[Listed entries]

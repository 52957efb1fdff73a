//! Blocking duplex bridge over an asynchronous transport.
//!
//! # State Machine
//!
//! | State | open event | message event | close | `send` | `receive_next` |
//! |-------|------------|---------------|-------|--------|----------------|
//! | `Disconnected` | → `Connected` | enqueue | → `Closed` | blocks | blocks |
//! | `Connected` | ignored | enqueue | → `Closed` | serialized | next or blocks |
//! | `Closed` | ignored | enqueue | no-op | fails fast | end of stream |
//!
//! # Modules
//!
//! | Module | Description |
//! |--------|-------------|
//! | `core` | [`DuplexBridge`] |
//! | `client` | Reader/writer traits and the command loop |
//! | `state` | [`ConnectionState`] and the lifecycle |
//! | `inbound` | Inbound hand-off queue |

// ============================================================================
// Submodules
// ============================================================================

/// Reader/writer traits and the command loop.
pub mod client;

/// The bridge itself.
pub mod core;

mod inbound;

/// Connection lifecycle.
pub mod state;

// ============================================================================
// Re-exports
// ============================================================================

pub use client::{ClientReader, ClientWriter, Incoming, serve};
pub use self::core::DuplexBridge;
pub use state::ConnectionState;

[/Listed entries]

Transcribe the material above. Change nothing in it.

- _Exercise response_:
repository 52957efb1fdff73a
//! Blocking duplex bridge over an asynchronous transport.
//!
//! # State Machine
//!
//! | State | open event | message event | close | `send` | `receive_next` |
//! |-------|------------|---------------|-------|--------|----------------|
//! | `Disconnected` | → `Connected` | enqueue | → `Closed` | blocks | blocks |
//! | `Connected` | ignored | enqueue | → `Closed` | serialized | next or blocks |
//! | `Closed` | ignored | enqueue | no-op | fails fast | end of stream |
//!
//! # Modules
//!
//! | Module | Description |
//! |--------|-------------|
//! | `core` | [`DuplexBridge`] |
//! | `client` | Reader/writer traits and the command loop |
//! | `state` | [`ConnectionState`] and the lifecycle |
//! | `inbound` | Inbound hand-off queue |

// ============================================================================
// Submodules
// ============================================================================

/// Reader/writer traits and the command loop.
pub mod client;

/// The bridge itself.
pub mod core;

mod inbound;

/// Connection lifecycle.
pub mod state;

// ============================================================================
// Re-exports
// ============================================================================

pub use client::{ClientReader, ClientWriter, Incoming, serve};
pub use self::core::DuplexBridge;
pub use state::ConnectionState;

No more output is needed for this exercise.